MATERIALS AND METHODS
Patient Samples
This study was approved by the ethics committee of Binzhou Medical University Hospital (Shandong, P.R. China), and written informed consent was provided by all patients. During January 2013 and April 2016, a total of 102 patients, who were diagnosed with focal liver lesions in our hospital, were enrolled in the present study. None of the patients underwent chemotherapy or radiation therapy before hepatectomy. Focal liver lesions were further classified using MRI. MRI was performed on a 1.5-T system (Magnetom Avanto; Siemens Medical Solutions, Erlangen, Germany) with two spine clusters (three channels each) posterior and two six-channel body phased array coils anterior. Routine breath-hold T2-weighted turbo spin-echo (TSE), breath-hold T2-weighted half-Fourier acquisition single-shot turbo spin-echo (HASTE), and dynamic contrast-enhanced 3D gradient echo [volumetric interpolated breath-hold examination (VIBE)] sequences were performed in all patients. HCC was further confirmed by histopathological examination.On the day of enrollment into the clinical trial, blood samples were taken from each patient. Serum was collected by centrifugation at 1,500 × g for 10 min at 4°C. To completely remove any remaining cells, serum was further centrifuged at 2,000 × g for 10 min at 4°C. Last, the serum samples were portioned in aliquots and stored at −80°C until subsequent use.
Cell Culture
The human HCC cell line HepG2 and normal liver cell line L02 were obtained from the American Type Culture Collection (Manassas, VA, USA). Cells were then cultured in Roswell Park Memorial Institute (RPMI)-1640 medium (HyClone, Logan, UT, USA) containing heat-inactivated 10% fetal bovine serum (FBS; HyClone) and maintained in a 5% CO2 humidified incubator at 37°C.
Cell Transfection
The miR-1277 mimic, miR-1277 inhibitor, scramble RNA, siRNA-BMP4, and Silencer® Negative Control siRNA were purchased from Life Technologies™ (Burlington, ON, Canada). HepG2 cells were plated on 60-mm dishes. After 24 h of incubation, cells were treated with the above miRNAs or siRNAs and Lipofectamine® RNAiMAX Transfection Reagent (Life Technologies) in Opti-MEM® I Reduced Serum Medium (Life Technologies). At 24 h after the transfection, the cells were prepared for subsequent analysis.

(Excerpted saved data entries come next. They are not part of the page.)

//! Connection lifecycle state.

use std::sync::atomic::{AtomicU8, Ordering};

#[derive(Debug, Clone, Copy, PartialEq, Eq)]
#[repr(u8)]
pub enum TransitState {
    Disconnected = 0,
    Connecting = 1,
    Subscribing = 2,
    Handshaking = 3,
    Connected = 4,
    Draining = 5,
}

impl TransitState {
    fn from_u8(v: u8) -> Self {
        match v {
            0 => TransitState::Disconnected,
            1 => TransitState::Connecting,
            2 => TransitState::Subscribing,
            3 => TransitState::Handshaking,
            4 => TransitState::Connected,
            5 => TransitState::Draining,
            _ => unreachable!("invalid transit state byte"),
        }
    }
}

/// Lock-free holder for the current lifecycle state, readable from any
/// task without contending with the lifecycle controller that drives it.
#[derive(Debug)]
pub struct StateCell {
    inner: AtomicU8,
}

impl StateCell {
    pub fn new(initial: TransitState) -> Self {
        Self {
            inner: AtomicU8::new(initial as u8),
        }
    }

    pub fn get(&self) -> TransitState {
        TransitState::from_u8(self.inner.load(Ordering::Acquire))
    }

    pub fn set(&self, state: TransitState) {
        self.inner.store(state as u8, Ordering::Release);
    }

    pub fn is_connected(&self) -> bool {
        self.get() == TransitState::Connected
    }
}

impl Default for StateCell {
    fn default() -> Self {
        Self::new(TransitState::Disconnected)
    }
}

Analysis of Cell Proliferation Using MTT and Colony Formation Assays
After transfection, HepG2 cells at a density of 3,000 cells/well were plated in 96-well plates. At 24, 48, 72, and 96 h after transfection of miR-1277 mimic, miR-1277 inhibitor, scramble RNA, 3-(4,5-dimethylthiazol-2-yl)-2,5-diphenyltetrazo-liumbromide (MTT) reagent (AMRESCO, Solon, OH, USA) was added into each well, and the cells continued to be incubated for 4 h at 37°C. The supernatants were then removed, and dimethyl sulfoxide (DMSO; 150 μl/well; Sigma-Aldrich, St. Louis, MO, USA) was added to dissolve the formazan crystals. The absorbance of each sample at 490 nm was then measured using a multilabel plate reader (PerkinElmer, Waltham, MA, USA). In addition, at 72 h after transfection, the colony formation assay was also performed to assess cell proliferation. Cells at a density of 100 cells/dish were placed into 60-mm culture dishes and maintained in complete medium for 2 weeks. Colonies were then fixed with methanol and stained with 0.1% crystal violet (Sigma-Aldrich). Colonies that contained more than 30 cells were then counted under a microscope (IX83; Olympus, Tokyo, Japan). All determinations were conducted in triplicate.
Analysis of Cell Invasion and Migration Using Transwell Assays
Cell invasion and migration assays were assessed using a Transwell (Millipore, Billerica, MA, USA) assay. Before cell seeding, the upper compartment of Transwell chambers were coated with Matrigel (BD Biosciences, San Jose, CA, USA) for invasion assays, whereas the upper compartment was not coated with Matrigel for migration assays. After that, 5 × 104 HepG2 cells were seeded in the upper compartment of the Transwell chambers containing serum-free medium after 72 h of transfection. The lower compartment was filled with medium supplemented with 10% FBS as a chemoattractant. After 24 h of incubation at 37°C, the invasive and migratory cells on the bottom surface were then fixed, stained with crystal violet, and counted using light microscopy. The experiments were performed in triplicate.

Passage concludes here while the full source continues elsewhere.